- Directed by: Alanis Obomsawin
- Written by: Alanis Obomsawin
- Produced by: Alanis Obomsawin
- Cinematography: Philippe Amiguet
- Edited by: Alison Burns
- Music by: Francis Grandmont
- Production company: National Film Board of Canada
- Release date: 2005;
- Running time: 12 minutes
- Country: Canada
- Language: English

= Sigwan =

2005 short film by Alanis Obomsawin

Sigwan is a Canadian short drama film directed by Alanis Obomsawin and released in 2005. One of just two narrative fiction films, alongside When All the Leaves Are Gone, that Obomsawin made in a career otherwise devoted entirely to documentary films, the film dramatizes the story of a young indigenous girl who is comforted and counselled by the wisdom of forest animals.

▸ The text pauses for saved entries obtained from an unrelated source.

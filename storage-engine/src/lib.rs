pub mod moka_store;
pub mod ttl_map;

pub use moka_store::MokaStore;
pub use ttl_map::TtlMap;

use mercato::domain::CacheConfig;
use mercato::ports::{CacheStore, StorageFactory};
use std::fmt::Debug;
use std::sync::Arc;
use tracing::info;

/// Factory selecting a cache backend from configuration: the unbounded
/// per-entry-TTL map for session-scoped use, or the bounded Moka cache for
/// long-running deployments where unbounded growth is not acceptable.
pub struct StorageBackendFactory;

impl<V> StorageFactory<V> for StorageBackendFactory
where
    V: Debug + Send + Sync + Clone + 'static,
{
    fn create(&self, config: &CacheConfig) -> Arc<dyn CacheStore<V>> {
        match config.max_entries {
            Some(max_entries) => {
                info!(
                    "cache '{}' using bounded backend, capacity {}",
                    config.name, max_entries
                );
                Arc::new(MokaStore::new(
                    config.name.clone(),
                    Some(max_entries),
                    config.default_ttl,
                ))
            }
            None => {
                let map = Arc::new(TtlMap::new());
                if let Some(interval) = config.sweep_interval {
                    map.clone().spawn_sweeper(interval);
                }
                map
            }
        }
    }
}

#[cfg(test)]
mod tests {
    use super::*;
    use shared::TtlMs;

    #[tokio::test]
    async fn factory_builds_per_entry_ttl_store_by_default() {
        let factory = StorageBackendFactory;
        let config = CacheConfig::new("catalog");
        let store: Arc<dyn CacheStore<String>> = factory.create(&config);

        store.set("k".into(), "v".into(), TtlMs(40)).await;
        assert_eq!(store.get("k").await, Some("v".to_string()));
        tokio::time::sleep(std::time::Duration::from_millis(70)).await;
        assert_eq!(store.get("k").await, None);
    }

    #[tokio::test]
    async fn factory_builds_bounded_store_when_capped() {
        let factory = StorageBackendFactory;
        let mut config = CacheConfig::new("catalog");
        config.max_entries = Some(64);
        let store: Arc<dyn CacheStore<String>> = factory.create(&config);

        store.set("k".into(), "v".into(), TtlMs(40)).await;
        // The bounded backend has no per-entry expiry and no global TTL
        // was configured, so the entry stays readable.
        tokio::time::sleep(std::time::Duration::from_millis(70)).await;
        assert_eq!(store.get("k").await, Some("v".to_string()));
    }
}
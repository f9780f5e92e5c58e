use tracing::warn;

/// Runtime configuration, read once from `MERCATO_*` environment variables.
pub struct Config {
    /// Base URL of the storefront backend API.
    pub api_base_url: String,
    /// URL of the stock push stream. Defaults to `<api_base_url>/stock/stream`.
    pub stream_url: String,
    /// Timeout applied to each catalog fetch.
    pub fetch_timeout_secs: u64,
    /// Total attempts per fetch (first try included).
    pub retry_attempts: u32,
    /// TTL for categories and brands.
    pub categories_ttl_secs: u64,
    /// TTL for banners and the special banner.
    pub banners_ttl_secs: u64,
    /// TTL for the location-scoped product listing.
    pub products_ttl_secs: u64,
    /// Interval of the background sweep over expired entries. `None` disables it.
    pub sweep_secs: Option<u64>,
    /// Delay before the stream client attempts to reconnect.
    pub reconnect_backoff_secs: u64,
    /// When set, the cache switches to the bounded backend with this capacity.
    pub cache_max_entries: Option<u64>,
    /// Pincode the agent warms on startup, if known.
    pub pincode: Option<String>,
    /// Whether the warehouse serves all locations without pincode restriction.
    pub global_mode: bool,
}

impl Config {
    const DEFAULT_API_BASE_URL: &str = "http://localhost:4000/api";
    const DEFAULT_CATEGORIES_TTL_SECS: u64 = 900;
    const DEFAULT_BANNERS_TTL_SECS: u64 = 600;
    const DEFAULT_PRODUCTS_TTL_SECS: u64 = 300;
    const DEFAULT_SWEEP_SECS: u64 = 300;

    pub fn from_env() -> Self {
        let api_base_url = std::env::var("MERCATO_API_BASE_URL").unwrap_or_else(|_| {
            warn!(
                "MERCATO_API_BASE_URL not set, using default {}",
                Self::DEFAULT_API_BASE_URL
            );
            Self::DEFAULT_API_BASE_URL.to_string()
        });
        let stream_url = std::env::var("MERCATO_STREAM_URL")
            .unwrap_or_else(|_| format!("{}/stock/stream", api_base_url.trim_end_matches('/')));

        Self {
            stream_url,
            api_base_url,
            fetch_timeout_secs: env_u64("MERCATO_FETCH_TIMEOUT_SECS", 10),
            retry_attempts: env_u64("MERCATO_RETRY_ATTEMPTS", 2) as u32,
            categories_ttl_secs: env_u64(
                "MERCATO_CATEGORIES_TTL_SECS",
                Self::DEFAULT_CATEGORIES_TTL_SECS,
            ),
            banners_ttl_secs: env_u64("MERCATO_BANNERS_TTL_SECS", Self::DEFAULT_BANNERS_TTL_SECS),
            products_ttl_secs: env_u64(
                "MERCATO_PRODUCTS_TTL_SECS",
                Self::DEFAULT_PRODUCTS_TTL_SECS,
            ),
            sweep_secs: match std::env::var("MERCATO_CACHE_SWEEP_SECS").ok() {
                Some(raw) if raw == "0" => None,
                Some(raw) => Some(raw.parse().unwrap_or(Self::DEFAULT_SWEEP_SECS)),
                None => Some(Self::DEFAULT_SWEEP_SECS),
            },
            reconnect_backoff_secs: env_u64("MERCATO_RECONNECT_BACKOFF_SECS", 3),
            cache_max_entries: std::env::var("MERCATO_CACHE_MAX_ENTRIES")
                .ok()
                .and_then(|raw| raw.parse().ok()),
            pincode: std::env::var("MERCATO_PINCODE").ok().filter(|p| !p.is_empty()),
            global_mode: std::env::var("MERCATO_GLOBAL_MODE")
                .map(|raw| raw == "1" || raw.eq_ignore_ascii_case("true"))
                .unwrap_or(false),
        }
    }
}

fn env_u64(key: &str, default: u64) -> u64 {
    std::env::var(key)
        .ok()
        .and_then(|raw| raw.parse().ok())
        .unwrap_or(default)
}
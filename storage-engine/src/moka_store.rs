use async_trait::async_trait;
use mercato::ports::CacheStore;
use moka::future::Cache;
use shared::TtlMs;
use std::fmt::Debug;
use std::time::Duration;

/// Moka-backed cache with a capacity bound and TinyLFU eviction.
///
/// The hardening backend for long-running deployments: unlike `TtlMap` it
/// cannot grow without limit. Moka has no per-entry TTL, so expiry is the
/// global `default_ttl` configured at construction; the per-entry TTL on
/// `set` is accepted for interface compatibility and ignored.
pub struct MokaStore<V>
where
    V: Debug + Send + Sync + Clone + 'static,
{
    cache: Cache<String, V>,
}

impl<V> MokaStore<V>
where
    V: Debug + Send + Sync + Clone + 'static,
{
    pub fn new(name: String, max_entries: Option<u64>, default_ttl: Option<Duration>) -> Self {
        let mut builder = Cache::builder().name(&name);

        if let Some(capacity) = max_entries {
            builder = builder.max_capacity(capacity);
        }

        if let Some(ttl) = default_ttl {
            builder = builder.time_to_live(ttl);
        }

        Self {
            cache: builder.build(),
        }
    }
}

#[async_trait]
impl<V> CacheStore<V> for MokaStore<V>
where
    V: Debug + Send + Sync + Clone + 'static,
{
    async fn set(&self, key: String, value: V, _ttl: TtlMs) {
        self.cache.insert(key, value).await;
    }

    async fn get(&self, key: &str) -> Option<V> {
        self.cache.get(key).await
    }

    async fn has(&self, key: &str) -> bool {
        self.cache.contains_key(key)
    }

    async fn delete(&self, key: &str) -> bool {
        self.cache.remove(key).await.is_some()
    }

    async fn clear(&self) {
        self.cache.invalidate_all();
    }

    async fn entry_count(&self) -> usize {
        self.cache.entry_count() as usize
    }
}

impl<V> Debug for MokaStore<V>
where
    V: Debug + Send + Sync + Clone + 'static,
{
    fn fmt(&self, f: &mut std::fmt::Formatter<'_>) -> std::fmt::Result {
        f.debug_struct("MokaStore")
            .field("entry_count", &self.cache.entry_count())
            .field("weighted_size", &self.cache.weighted_size())
            .finish()
    }
}
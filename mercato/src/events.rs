use serde::{Deserialize, Serialize};
use std::collections::HashMap;

/// One stock delta as delivered on the push stream.
///
/// `timestamp` is carried when the backend sends it but is not used for
/// ordering: updates are applied last-write-wins.
#[derive(Debug, Clone, Serialize, Deserialize)]
#[serde(rename_all = "camelCase")]
pub struct StockUpdate {
    pub product_id: String,
    pub stock: u32,
    #[serde(default)]
    pub variant_stocks: HashMap<String, u32>,
    #[serde(default, skip_serializing_if = "Option::is_none")]
    pub timestamp: Option<u64>,
}
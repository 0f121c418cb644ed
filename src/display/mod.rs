//! Terminal output for the CLI: themed messages, result tables and
//! progress bars fed by engine events.

pub mod progress;
pub mod tables;
pub mod theme;

pub use progress::{create_progress_bar, create_spinner, track_embedding_batches};
pub use tables::{
    TableBuilder, clusters_table, duplicates_table, index_stats_table, search_results_table,
};
pub use theme::{THEME, Theme};
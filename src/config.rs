//! Configuration module for the search engine.
//!
//! This module provides a layered configuration system that supports:
//! - Default values
//! - TOML configuration file (`.semdex/settings.toml`)
//! - Environment variable overrides
//!
//! # Environment Variables
//!
//! Environment variables must be prefixed with `SEMDEX_` and use double
//! underscores to separate nested levels:
//! - `SEMDEX_CACHE__MEMORY_CAPACITY=500` sets `cache.memory_capacity`
//! - `SEMDEX_SEARCH__TOP_K=5` sets `search.top_k`
//! - `SEMDEX_EMBEDDING__ENDPOINT=http://localhost:8080/embed` sets `embedding.endpoint`

use std::path::{Path, PathBuf};
use std::time::Duration;

use figment::{
    Figment,
    providers::{Env, Format, Serialized, Toml},
};
use serde::{Deserialize, Serialize};

use crate::chunking::{ChunkStrategy, Chunker, ChunkingError};
use crate::embedding::CacheOptions;
use crate::types::HybridOptions;

pub const CONFIG_DIR: &str = ".semdex";
pub const CONFIG_FILE: &str = "settings.toml";
const ENV_PREFIX: &str = "SEMDEX_";

#[derive(Debug, Deserialize, Serialize, Clone, PartialEq)]
pub struct Settings {
    /// Global debug mode
    #[serde(default)]
    pub debug: bool,

    #[serde(default)]
    pub embedding: EmbeddingConfig,

    #[serde(default)]
    pub cache: CacheConfig,

    #[serde(default)]
    pub chunking: ChunkingConfig,

    #[serde(default)]
    pub search: SearchConfig,

    #[serde(default)]
    pub clustering: ClusteringConfig,

    #[serde(default)]
    pub duplicates: DuplicatesConfig,

    #[serde(default)]
    pub events: EventsConfig,
}

#[derive(Debug, Deserialize, Serialize, Clone, PartialEq)]
pub struct EmbeddingConfig {
    /// HTTP embedding endpoint. Without one the offline hashing embedder is used.
    #[serde(skip_serializing_if = "Option::is_none")]
    pub endpoint: Option<String>,

    #[serde(default = "default_model")]
    pub model: String,

    #[serde(default = "default_dimensions")]
    pub dimensions: usize,

    /// Send `dimensions` in provider requests
    #[serde(default)]
    pub send_dimensions: bool,

    #[serde(skip_serializing_if = "Option::is_none")]
    pub api_key: Option<String>,

    #[serde(default = "default_timeout_secs")]
    pub timeout_secs: u64,
}

#[derive(Debug, Deserialize, Serialize, Clone, PartialEq)]
pub struct CacheConfig {
    /// Entries kept in the in-process tier
    #[serde(default = "default_memory_capacity")]
    pub memory_capacity: usize,

    /// Durable tier expiry in seconds
    #[serde(default = "default_ttl_secs")]
    pub ttl_secs: u64,

    #[serde(default = "default_batch_size")]
    pub batch_size: usize,

    /// Directory for the file-backed durable tier
    #[serde(skip_serializing_if = "Option::is_none")]
    pub directory: Option<PathBuf>,
}

#[derive(Debug, Deserialize, Serialize, Clone, PartialEq)]
pub struct ChunkingConfig {
    #[serde(default)]
    pub strategy: ChunkStrategy,

    #[serde(default = "default_chunk_size")]
    pub chunk_size: usize,

    #[serde(default = "default_overlap")]
    pub overlap: usize,
}

#[derive(Debug, Deserialize, Serialize, Clone, PartialEq)]
pub struct SearchConfig {
    #[serde(default = "default_top_k")]
    pub top_k: usize,

    #[serde(default = "default_semantic_weight")]
    pub semantic_weight: f32,

    #[serde(default = "default_keyword_weight")]
    pub keyword_weight: f32,

    #[serde(default)]
    pub rerank: bool,

    #[serde(default = "default_rerank_top_k")]
    pub rerank_top_k: usize,
}

#[derive(Debug, Deserialize, Serialize, Clone, PartialEq)]
pub struct ClusteringConfig {
    #[serde(default = "default_max_iterations")]
    pub max_iterations: usize,

    #[serde(default = "default_convergence_threshold")]
    pub convergence_threshold: f32,
}

#[derive(Debug, Deserialize, Serialize, Clone, PartialEq)]
pub struct DuplicatesConfig {
    #[serde(default = "default_duplicate_threshold")]
    pub threshold: f32,
}

#[derive(Debug, Deserialize, Serialize, Clone, PartialEq)]
pub struct EventsConfig {
    /// Broadcast channel capacity
    #[serde(default = "default_events_capacity")]
    pub capacity: usize,
}

fn default_model() -> String {
    "text-embedding-3-small".to_string()
}
fn default_dimensions() -> usize {
    crate::vector::DEFAULT_DIMENSION
}
fn default_timeout_secs() -> u64 {
    30
}
fn default_memory_capacity() -> usize {
    10_000
}
fn default_ttl_secs() -> u64 {
    7 * 24 * 60 * 60
}
fn default_batch_size() -> usize {
    100
}
fn default_chunk_size() -> usize {
    crate::chunking::DEFAULT_CHUNK_SIZE
}
fn default_overlap() -> usize {
    crate::chunking::DEFAULT_OVERLAP
}
fn default_top_k() -> usize {
    10
}
fn default_semantic_weight() -> f32 {
    0.7
}
fn default_keyword_weight() -> f32 {
    0.3
}
fn default_rerank_top_k() -> usize {
    20
}
fn default_max_iterations() -> usize {
    crate::vector::DEFAULT_MAX_ITERATIONS
}
fn default_convergence_threshold() -> f32 {
    crate::vector::DEFAULT_CONVERGENCE_THRESHOLD
}
fn default_duplicate_threshold() -> f32 {
    0.95
}
fn default_events_capacity() -> usize {
    256
}

impl Default for Settings {
    fn default() -> Self {
        Self {
            debug: false,
            embedding: EmbeddingConfig::default(),
            cache: CacheConfig::default(),
            chunking: ChunkingConfig::default(),
            search: SearchConfig::default(),
            clustering: ClusteringConfig::default(),
            duplicates: DuplicatesConfig::default(),
            events: EventsConfig::default(),
        }
    }
}

impl Default for EmbeddingConfig {
    fn default() -> Self {
        Self {
            endpoint: None,
            model: default_model(),
            dimensions: default_dimensions(),
            send_dimensions: false,
            api_key: None,
            timeout_secs: default_timeout_secs(),
        }
    }
}

impl Default for CacheConfig {
    fn default() -> Self {
        Self {
            memory_capacity: default_memory_capacity(),
            ttl_secs: default_ttl_secs(),
            batch_size: default_batch_size(),
            directory: None,
        }
    }
}

impl Default for ChunkingConfig {
    fn default() -> Self {
        Self {
            strategy: ChunkStrategy::default(),
            chunk_size: default_chunk_size(),
            overlap: default_overlap(),
        }
    }
}

impl Default for SearchConfig {
    fn default() -> Self {
        Self {
            top_k: default_top_k(),
            semantic_weight: default_semantic_weight(),
            keyword_weight: default_keyword_weight(),
            rerank: false,
            rerank_top_k: default_rerank_top_k(),
        }
    }
}

impl Default for ClusteringConfig {
    fn default() -> Self {
        Self {
            max_iterations: default_max_iterations(),
            convergence_threshold: default_convergence_threshold(),
        }
    }
}

impl Default for DuplicatesConfig {
    fn default() -> Self {
        Self {
            threshold: default_duplicate_threshold(),
        }
    }
}

impl Default for EventsConfig {
    fn default() -> Self {
        Self {
            capacity: default_events_capacity(),
        }
    }
}

impl CacheConfig {
    pub fn options(&self) -> CacheOptions {
        CacheOptions {
            memory_capacity: self.memory_capacity,
            ttl: Duration::from_secs(self.ttl_secs),
            batch_size: self.batch_size,
        }
    }
}

impl ChunkingConfig {
    pub fn chunker(&self) -> Result<Chunker, ChunkingError> {
        Chunker::new(self.chunk_size, self.overlap)
    }
}

impl SearchConfig {
    pub fn hybrid_options(&self) -> HybridOptions {
        HybridOptions {
            semantic_weight: self.semantic_weight,
            keyword_weight: self.keyword_weight,
            rerank: self.rerank,
            rerank_top_k: self.rerank_top_k,
        }
    }
}

impl Settings {
    /// Load configuration from all sources
    pub fn load() -> Result<Self, Box<figment::Error>> {
        let config_path = Self::find_workspace_config()
            .unwrap_or_else(|| Path::new(CONFIG_DIR).join(CONFIG_FILE));
        Self::load_from(config_path)
    }

    /// Load configuration from a specific file, still honoring env overrides.
    /// A missing file leaves the defaults in place.
    pub fn load_from(path: impl AsRef<Path>) -> Result<Self, Box<figment::Error>> {
        Figment::new()
            .merge(Serialized::defaults(Settings::default()))
            .merge(Toml::file(path.as_ref()))
            // Double underscore separates nested levels; single underscores stay in field names
            .merge(Env::prefixed(ENV_PREFIX).map(|key| {
                key.as_str().to_lowercase().replace("__", ".").into()
            }))
            .extract()
            .map_err(Box::new)
    }

    /// Find `.semdex/settings.toml` by walking up from the current directory
    fn find_workspace_config() -> Option<PathBuf> {
        let current = std::env::current_dir().ok()?;

        current
            .ancestors()
            .map(|ancestor| ancestor.join(CONFIG_DIR))
            .find(|dir| dir.is_dir())
            .map(|dir| dir.join(CONFIG_FILE))
    }

    /// Save current configuration to file
    pub fn save(&self, path: impl AsRef<Path>) -> Result<(), Box<dyn std::error::Error>> {
        let parent = path.as_ref().parent().ok_or("Invalid path")?;
        std::fs::create_dir_all(parent)?;

        let toml_string = toml::to_string_pretty(self)?;
        std::fs::write(path, toml_string)?;

        Ok(())
    }

    /// Create a default settings file with helpful comments
    pub fn init_config_file(
        path: impl AsRef<Path>,
        force: bool,
    ) -> Result<PathBuf, Box<dyn std::error::Error>> {
        let config_path = path.as_ref().to_path_buf();

        if !force && config_path.exists() {
            return Err("Configuration file already exists. Use --force to overwrite".into());
        }

        if let Some(parent) = config_path.parent() {
            std::fs::create_dir_all(parent)?;
        }

        let defaults = Settings::default();
        let template = format!(
            r#"# semdex configuration file

# Global debug mode
debug = false

[embedding]
# HTTP endpoint answering POST {{input, model, dimensions?}} with {{embedding}}.
# Leave unset to use the offline feature-hashing embedder.
# endpoint = "http://localhost:8080/embed"
model = "{model}"
dimensions = {dimensions}
# Include `dimensions` in requests (for models with adjustable output size)
send_dimensions = false
# api_key = "sk-..."
timeout_secs = {timeout}

[cache]
# Entries kept in memory before the least recently used are evicted
memory_capacity = {capacity}
# Durable cache expiry in seconds (7 days)
ttl_secs = {ttl}
# Texts per provider batch
batch_size = {batch}
# directory = ".semdex/cache"

[chunking]
# One of: fixed-size, paragraph, sentence, recursive
strategy = "{strategy}"
chunk_size = {chunk_size}
overlap = {overlap}

[search]
top_k = {top_k}
semantic_weight = {semantic}
keyword_weight = {keyword}
rerank = false
rerank_top_k = {rerank_top_k}

[clustering]
max_iterations = {max_iterations}
convergence_threshold = {threshold}

[duplicates]
threshold = {dup}

[events]
capacity = {events}
"#,
            model = defaults.embedding.model,
            dimensions = defaults.embedding.dimensions,
            timeout = defaults.embedding.timeout_secs,
            capacity = defaults.cache.memory_capacity,
            ttl = defaults.cache.ttl_secs,
            batch = defaults.cache.batch_size,
            strategy = defaults.chunking.strategy,
            chunk_size = defaults.chunking.chunk_size,
            overlap = defaults.chunking.overlap,
            top_k = defaults.search.top_k,
            semantic = defaults.search.semantic_weight,
            keyword = defaults.search.keyword_weight,
            rerank_top_k = defaults.search.rerank_top_k,
            max_iterations = defaults.clustering.max_iterations,
            threshold = defaults.clustering.convergence_threshold,
            dup = defaults.duplicates.threshold,
            events = defaults.events.capacity,
        );

        std::fs::write(&config_path, template)?;
        Ok(config_path)
    }
}
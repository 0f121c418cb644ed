//! Weighted fusion of semantic and keyword scores.
//!
//! BM25 scores are unbounded, so keyword scores are divided by the best
//! keyword score of the query before weighting. Semantic scores are used
//! as produced by the index metric.

use std::cmp::Ordering;
use std::collections::HashMap;

/// Scales scores so the maximum becomes `1.0`. No-op when the maximum is
/// not positive.
pub fn normalize_by_max(scores: &mut [(String, f32)]) {
    let max = scores.iter().map(|(_, s)| *s).fold(f32::MIN, f32::max);
    if max > 0.0 {
        for (_, score) in scores.iter_mut() {
            *score /= max;
        }
    }
}

/// `semantic * semantic_weight + keyword * keyword_weight` per document.
///
/// A document absent from one side contributes 0 for that side and is
/// still ranked. Output is sorted by descending score, ties by id.
pub fn combine(
    semantic: &[(String, f32)],
    keyword: &[(String, f32)],
    semantic_weight: f32,
    keyword_weight: f32,
) -> Vec<(String, f32)> {
    let mut combined: HashMap<&str, f32> = HashMap::new();
    for (id, score) in semantic {
        *combined.entry(id.as_str()).or_default() += score * semantic_weight;
    }
    for (id, score) in keyword {
        *combined.entry(id.as_str()).or_default() += score * keyword_weight;
    }

    let mut ranked: Vec<(String, f32)> = combined
        .into_iter()
        .map(|(id, score)| (id.to_string(), score))
        .collect();
    sort_ranked(&mut ranked);
    ranked
}

/// Descending score, ascending id on ties.
pub fn sort_ranked(ranked: &mut [(String, f32)]) {
    ranked.sort_by(|a, b| {
        b.1.partial_cmp(&a.1)
            .unwrap_or(Ordering::Equal)
            .then_with(|| a.0.cmp(&b.0))
    });
}

#[cfg(test)]
mod tests {
    use super::*;

    fn scores(raw: &[(&str, f32)]) -> Vec<(String, f32)> {
        raw.iter().map(|(id, s)| (id.to_string(), *s)).collect()
    }

    #[test]
    fn test_missing_side_contributes_zero() {
        let semantic = scores(&[("a", 0.9), ("b", 0.1)]);
        let keyword = scores(&[("b", 1.0), ("c", 0.5)]);

        let ranked = combine(&semantic, &keyword, 0.5, 0.5);
        let expected = [("b", 0.55), ("a", 0.45), ("c", 0.25)];
        assert_eq!(ranked.len(), expected.len());
        for ((id, score), (want_id, want_score)) in ranked.iter().zip(expected) {
            assert_eq!(id, want_id);
            assert!((score - want_score).abs() < 1e-6);
        }
    }

    #[test]
    fn test_keyword_only_weighting() {
        let semantic = scores(&[("a", 0.99), ("b", 0.01)]);
        let keyword = scores(&[("b", 1.0)]);

        let ranked = combine(&semantic, &keyword, 0.0, 1.0);
        assert_eq!(ranked[0], ("b".to_string(), 1.0));
        assert_eq!(ranked[1], ("a".to_string(), 0.0));
    }

    #[test]
    fn test_normalize_by_max() {
        let mut raw = scores(&[("a", 4.0), ("b", 1.0)]);
        normalize_by_max(&mut raw);
        assert_eq!(raw, scores(&[("a", 1.0), ("b", 0.25)]));

        let mut empty: Vec<(String, f32)> = Vec::new();
        normalize_by_max(&mut empty);
        assert!(empty.is_empty());
    }
}
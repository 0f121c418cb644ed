//! Error types for the search engine
//!
//! Configuration and data errors surface to callers through [`EngineError`].
//! Embedding provider and durable cache failures never appear here: they
//! degrade results instead (see [`crate::embedding`]).

use std::path::PathBuf;

use thiserror::Error;

use crate::chunking::ChunkingError;
use crate::vector::{ClusteringError, VectorError};

/// Main error type for engine operations
#[derive(Error, Debug)]
pub enum EngineError {
    #[error("Index '{name}' not found\nSuggestion: Create it first with create_index")]
    IndexNotFound { name: String },

    #[error("Index '{name}' already exists\nSuggestion: Pick another name or drop the existing index")]
    IndexAlreadyExists { name: String },

    #[error(
        "Embedding for index '{index}' has {actual} dimensions, expected {expected}\nSuggestion: Use the same embedding model for every document in an index"
    )]
    DimensionMismatch {
        index: String,
        expected: usize,
        actual: usize,
    },

    #[error("Document '{id}' not found in index '{index}'")]
    DocumentNotFound { index: String, id: String },

    #[error("Invalid argument: {reason}")]
    InvalidArgument { reason: String },

    #[error("Failed to read '{path}': {source}")]
    FileRead {
        path: PathBuf,
        source: std::io::Error,
    },

    #[error(transparent)]
    Vector(#[from] VectorError),

    #[error(transparent)]
    Clustering(#[from] ClusteringError),

    #[error(transparent)]
    Chunking(#[from] ChunkingError),
}

impl EngineError {
    /// Get a stable status code for this error type.
    ///
    /// Returns a string identifier that can be used in JSON responses
    /// for programmatic error handling.
    pub fn status_code(&self) -> &'static str {
        match self {
            Self::IndexNotFound { .. } => "INDEX_NOT_FOUND",
            Self::IndexAlreadyExists { .. } => "INDEX_ALREADY_EXISTS",
            Self::DimensionMismatch { .. } => "DIMENSION_MISMATCH",
            Self::DocumentNotFound { .. } => "DOCUMENT_NOT_FOUND",
            Self::InvalidArgument { .. } => "INVALID_ARGUMENT",
            Self::FileRead { .. } => "FILE_READ_ERROR",
            Self::Vector(_) => "VECTOR_ERROR",
            Self::Clustering(_) => "CLUSTERING_ERROR",
            Self::Chunking(_) => "CHUNKING_ERROR",
        }
    }

    /// Whether the error means something asked for does not exist.
    pub fn is_not_found(&self) -> bool {
        matches!(
            self,
            Self::IndexNotFound { .. } | Self::DocumentNotFound { .. }
        )
    }

    /// Get recovery suggestions for this error
    pub fn recovery_suggestions(&self) -> Vec<&'static str> {
        match self {
            Self::IndexNotFound { .. } => vec![
                "Check the index name for typos",
                "List existing indexes with list_indexes",
            ],
            Self::IndexAlreadyExists { .. } => vec![
                "Reuse the existing index instead of creating it again",
                "Drop the index first if you want to change its dimension or metric",
            ],
            Self::DimensionMismatch { .. } => vec![
                "Check embedding.dimensions in .semdex/settings.toml",
                "Recreate the index with the dimension your embedding model produces",
            ],
            Self::DocumentNotFound { .. } => vec![
                "The document may have been deleted",
                "Upsert the document before referencing it",
            ],
            Self::FileRead { .. } => vec![
                "Check that the file exists and you have read permissions",
                "Only UTF-8 text files can be indexed",
            ],
            Self::Chunking(_) => vec!["Ensure chunking.overlap is smaller than chunking.chunk_size"],
            _ => vec![],
        }
    }

    pub(crate) fn invalid(reason: impl Into<String>) -> Self {
        Self::InvalidArgument {
            reason: reason.into(),
        }
    }
}

/// Result type alias for engine operations
pub type EngineResult<T> = Result<T, EngineError>;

The cast includes Sylvi-Anne Siouï Trudel, Sigwanis Lachapelle, Guillaume Wawanolet, Sophy Wawanolet, Sébastien Gill, Pierre-Luc Grenier, Louis Msadoques, Steve Obomsawin, Fabrice Hannis Grandmont, Mylène Trudeau, Dawn Obomsawin, Kevin Cloutier, Charles Gariépy, Mathieu Obomsawin Gauthier, Alanis Obomsawin and Rodrigo Brinckhaus, with voiceovers by Sandra Laronde, Wiingushk-Kwe Teekens, Gary Farmer, Michelle St. John and Darrell Dennis.

The film was screened at the 2021 Toronto International Film Festival, as part of its special Celebrating Alanis retrospective of Obomsawin's films.